Topsail Island (pronounced the 18th Century English way: "Tops'l") got its name when Seafarers during the era of the infamous pirate Edward Teach (Blackbeard) noted that the pirate ships lurking under cover in the sounds and inlets behind the island couldn't completely hide themselves - the topsails of their ships poked up above the dunes and gave them away.  So the island's name was short-hand for some good advice: If you spy a topsail behind this stretch of coast, either get away in a hurry or prepare for a confrontation.

In more recent days, Topsail Island became the base for a short-lived experimental rocket project called Operation Bumblebee.  For more information, see this NPS article.  Up and down the island the Navy constructed seven multi-story concrete observation towers, all of which survive in some form today, and two of which the Mountains-to-Sea trail passes.   Here are those two:

Tower Seven, site of the old fishing pier in the photo up top
Tower Six house, just north of the Surf City fishing pier

And for completeness I want to include the others - each quite distinctive:

Tower One, still a Johns Hopkins U. Applied Physics Lab research facility
Full view of the impressive Tower One building, designed to mimic the tower architecture
Tower two, downtown Topsail Beach
Tower Three is on the sound and has an extra floor compared to the others
The skeleton of Tower Four is incorporated into this luxurious beach house
Tower Five served as a residence, but is now vacant

Finally, concluding the Operation Bumblebee tour, here's the rocket assembly building (now a museum) in downtown Topsail Beach:


Topsail Island is also known for its sea turtle hospital.  The brand new expanded facility at 302 Tortuga Lane, Surf City, is just opening this spring.  It is 200 yards from the MST on Cedar Avenue, so I'm hoping that a footpath leading to it can be built.

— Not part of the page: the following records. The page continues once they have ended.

//! Opaque 128-bit identifiers for tenant-owned aggregates.
//!
//! One newtype per entity keeps repository signatures from accepting a bare
//! `Uuid` meant for a different table; `sqlx::Type` is derived via the
//! `#[sqlx(transparent)]` wrapper so each type binds/reads as its inner uuid.

use serde::{Deserialize, Serialize};
use std::fmt;
use uuid::Uuid;

macro_rules! opaque_id {
    ($name:ident) => {
        #[derive(Clone, Copy, PartialEq, Eq, Hash, Serialize, Deserialize)]
        #[derive(sqlx::Type)]
        #[sqlx(transparent)]
        pub struct $name(pub Uuid);

        impl $name {
            pub fn new() -> Self {
                Self(Uuid::new_v4())
            }

            pub fn inner(&self) -> Uuid {
                self.0
            }
        }

        impl Default for $name {
            fn default() -> Self {
                Self::new()
            }
        }

        impl fmt::Debug for $name {
            fn fmt(&self, f: &mut fmt::Formatter<'_>) -> fmt::Result {
                write!(f, "{}({})", stringify!($name), self.0)
            }
        }

        impl fmt::Display for $name {
            fn fmt(&self, f: &mut fmt::Formatter<'_>) -> fmt::Result {
                write!(f, "{}", self.0)
            }
        }

        impl From<Uuid> for $name {
            fn from(u: Uuid) -> Self {
                Self(u)
            }
        }
    };
}

opaque_id!(TenantId);
opaque_id!(SubjectId);
opaque_id!(PlanId);
opaque_id!(WalletId);
opaque_id!(LedgerEntryId);
opaque_id!(VoiceId);
opaque_id!(PhoneNumberId);
opaque_id!(CallLogId);
opaque_id!(BatchId);
opaque_id!(BatchEntryId);

/// `VoiceAgent.id` is historically an integer, including the reserved
/// literals `"24"` and `"VAPI"` that `ProviderRouter` special-cases (the
/// latter is carried as text since it never round-trips through an int).
#[derive(Clone, Debug, PartialEq, Eq, Hash, Serialize, Deserialize)]
#[serde(untagged)]
pub enum AgentRef {
    Numeric(i64),
    Named(String),
}

impl fmt::Display for AgentRef {
    fn fmt(&self, f: &mut fmt::Formatter<'_>) -> fmt::Result {
        match self {
            AgentRef::Numeric(n) => write!(f, "{n}"),
            AgentRef::Named(s) => write!(f, "{s}"),
        }
    }
}

/// The platform's reserved "system" tenant id, owner of shared catalog rows
/// (system voices, system numbers) per §3 invariant 1.
pub fn system_tenant_id() -> TenantId {
    TenantId(Uuid::nil())
}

Finally, another new facility of note to MST hikers has just opened just two miles from the Island and right on the MST route.  It's the Onslow County branch public library and Environmental Education Center.  It has a loop trail that I'm hoping can be extended to become part of the MST.  Meanwhile the facility, which just opened this week has two dozen or more new computers for public use with internet access, wi-fi, and a spacious facility (open during regular business hours).

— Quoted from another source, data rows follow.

//! `/batch/*` and `/batch-view`, `/batch-id/{id}` handlers (§6).

use axum::extract::{Path, Query, State};
use axum::Json;
use serde::{Deserialize, Serialize};

use callhub_core::ids::BatchId;
use callhub_core::phone::Phone;
use callhub_store::pagination::{Page, PageRequest};
use callhub_store::schema::{resolve_schema, SchemaResolutionInputs};

use crate::batch::BatchEntryInput;
use crate::http::error::ApiError;
use crate::http::extract::Principal;
use crate::state::AppState;

#[derive(Debug, Deserialize)]
#[serde(deny_unknown_fields)]
pub struct TriggerBatchRequest {
    pub agent_id: i64,
    pub entries: Vec<BatchEntryPayload>,
    pub metadata: Option<serde_json::Value>,
}

#[derive(Debug, Deserialize)]
#[serde(deny_unknown_fields)]
pub struct BatchEntryPayload {
    pub to: String,
    pub lead_ref: Option<String>,
}

#[derive(Debug, Serialize)]
pub struct TriggerBatchResponse {
    pub batch_id: String,
    pub total_calls: i32,
}

pub async fn trigger_batch_call(
    State(state): State<AppState>,
    Principal(principal): Principal,
    axum::extract::Json(req): axum::extract::Json<TriggerBatchRequest>,
) -> Result<Json<TriggerBatchResponse>, ApiError> {
    let schema = resolve_schema(SchemaResolutionInputs {
        configured_default: "public",
        ..Default::default()
    })
    .map_err(ApiError)?;

    let entries = req
        .entries
        .into_iter()
        .map(|e| Phone::parse(&e.to).map(|to| BatchEntryInput { to, lead_ref: e.lead_ref }))
        .collect::<Result<Vec<_>, _>>()
        .map_err(ApiError)?;

    let (batch, _entries) = state
        .batches
        .create_batch(
            &schema,
            principal.tenant_id,
            principal.subject_id,
            req.agent_id,
            entries,
            req.metadata.unwrap_or(serde_json::Value::Null),
        )
        .await
        .map_err(ApiError)?;

    let batches = state.batches.clone();
    let schema_for_task = schema.clone();
    let tenant = principal.tenant_id;
    let batch_id = batch.id;
    let cost_per_call = state.config.min_credits_per_call;
    tokio::spawn(async move {
        if let Err(e) = batches.run(&schema_for_task, tenant, batch_id, cost_per_call).await {
            tracing::error!(error = %e, %batch_id, "batch run failed");
        }
    });

    Ok(Json(TriggerBatchResponse { batch_id: batch.id.to_string(), total_calls: batch.total_calls }))
}

pub async fn batch_status(
    State(state): State<AppState>,
    Principal(principal): Principal,
    Path(id): Path<uuid::Uuid>,
) -> Result<Json<callhub_store::model::Batch>, ApiError> {
    let schema = resolve_schema(SchemaResolutionInputs { configured_default: "public", ..Default::default() })
        .map_err(ApiError)?;
    let batch = state
        .batches
        .get_batch(&schema, principal.tenant_id, BatchId::from(id))
        .await
        .map_err(ApiError)?;
    Ok(Json(batch))
}

#[derive(Debug, Serialize)]
pub struct CancelResponse {
    pub canceled: bool,
}

pub async fn batch_cancel(
    State(state): State<AppState>,
    Principal(principal): Principal,
    Path(id): Path<uuid::Uuid>,
) -> Result<Json<CancelResponse>, ApiError> {
    let schema = resolve_schema(SchemaResolutionInputs { configured_default: "public", ..Default::default() })
        .map_err(ApiError)?;
    let canceled = state
        .batches
        .cancel_batch(&schema, principal.tenant_id, BatchId::from(id))
        .await
        .map_err(ApiError)?;
    Ok(Json(CancelResponse { canceled }))
}

pub async fn batch_view(
    State(state): State<AppState>,
    Principal(principal): Principal,
    Query(page): Query<PageRequest>,
) -> Result<Json<Page<callhub_store::model::Batch>>, ApiError> {
    let schema = resolve_schema(SchemaResolutionInputs { configured_default: "public", ..Default::default() })
        .map_err(ApiError)?;
    let page = state
        .batches
        .list_batches(&schema, principal.tenant_id, page)
        .await
        .map_err(ApiError)?;
    Ok(Json(page))
}

pub async fn batch_by_id(
    State(state): State<AppState>,
    Principal(principal): Principal,
    Path(batch_id): Path<uuid::Uuid>,
    Query(page): Query<PageRequest>,
) -> Result<Json<Page<callhub_store::model::CallLog>>, ApiError> {
    let schema = resolve_schema(SchemaResolutionInputs { configured_default: "public", ..Default::default() })
        .map_err(ApiError)?;
    let page = callhub_store::repositories::call_logs::CallLogsRepo::list_for_batch(
        &state.pool,
        &schema,
        principal.tenant_id,
        batch_id,
        page,
    )
    .await
    .map_err(ApiError)?;
    Ok(Json(page))
}

#[derive(Debug, Deserialize)]
pub struct StatsQuery {
    pub batch_id: uuid::Uuid,
}

pub async fn batch_stats(
    State(state): State<AppState>,
    Principal(principal): Principal,
    Query(query): Query<StatsQuery>,
) -> Result<Json<serde_json::Value>, ApiError> {
    let schema = resolve_schema(SchemaResolutionInputs { configured_default: "public", ..Default::default() })
        .map_err(ApiError)?;
    let summary = state
        .credit
        .campaign_summary(&schema, principal.tenant_id, query.batch_id)
        .await
        .map_err(ApiError)?;
    Ok(Json(serde_json::json!({
        "total_cost": summary.total,
        "entry_count": summary.count,
        "by_usage_type": summary.by_usage_type.iter().map(|(kind, count, total)| {
            serde_json::json!({ "kind": kind, "count": count, "total": total })
        }).collect::<Vec<_>>(),
    })))
}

Another highlight of hiking Topsail Island's beaches are the abundant sharks teeth that the sharp-eyed hiker will find.  These are actually fossil teeth (the fossilization process turns them black, whereas modern sharks teeth are white).  If you're lucky you'll find one of the huge ones--from an extinct giant shark called the megalodon that reached as much as sixty feet in length and had individual teeth as large as 7 inches.

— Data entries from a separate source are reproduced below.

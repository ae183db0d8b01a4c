//! Maps `AppError` onto the HTTP response the spec's error contract expects:
//! `{"error": {"kind": ..., "message": ..., "correlation_id"?: ...}}` with
//! the status code `kind()` implies.

use axum::http::StatusCode;
use axum::response::{IntoResponse, Response};
use axum::Json;
use serde_json::json;

use callhub_core::AppError;

pub struct ApiError(pub AppError);

impl From<AppError> for ApiError {
    fn from(e: AppError) -> Self {
        ApiError(e)
    }
}

impl IntoResponse for ApiError {
    fn into_response(self) -> Response {
        let err = self.0;
        let status = match &err {
            AppError::Validation { .. } => StatusCode::BAD_REQUEST,
            AppError::Auth { .. } => StatusCode::UNAUTHORIZED,
            AppError::FeatureDisabled { .. } => StatusCode::FORBIDDEN,
            AppError::OutsideBusinessHours { .. } => StatusCode::FORBIDDEN,
            AppError::InsufficientCredits { .. } => StatusCode::PAYMENT_REQUIRED,
            AppError::RateLimited { .. } => StatusCode::TOO_MANY_REQUESTS,
            AppError::NoProvider => StatusCode::SERVICE_UNAVAILABLE,
            AppError::ProviderFailed { .. } => StatusCode::BAD_GATEWAY,
            AppError::NotFound { .. } => StatusCode::NOT_FOUND,
            AppError::Conflict { .. } => StatusCode::CONFLICT,
            AppError::Internal { .. } => StatusCode::INTERNAL_SERVER_ERROR,
        };

        if matches!(err, AppError::Internal { .. }) {
            tracing::error!(correlation_id = ?err.correlation_id(), error = %err, "internal error");
        }

        let body = json!({
            "error": {
                "kind": err.kind(),
                "message": err.to_string(),
                "correlation_id": err.correlation_id(),
            }
        });

        (status, Json(body)).into_response()
    }
}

Some of my Topsail Island beach finds



Lastly, if you're out early, you might be witness to one of Topsail Island's spectacular sunrises:


The hike itself covers just over eight miles of beach, including passing three public beach access facilities with rest rooms (and one with outdoor showers). I'm also including the approach hikes from each end in this report.  On the southern (trail west) end, the hiker reaches/leaves the beach just north of the Surf City fishing pier:

After leaving the beach there's a boardwalk stretch through Surf City's Soundside Park;


And then a crossing of the historic Swingbridge, slated to be replaced within this decade.


My hike concluded with a walk along US 17, passing this old fire tower and new water tower:


And reaching the entrance to the massive Holly Shelter Game Land.  Look for the report of my Holly Shelter hike next.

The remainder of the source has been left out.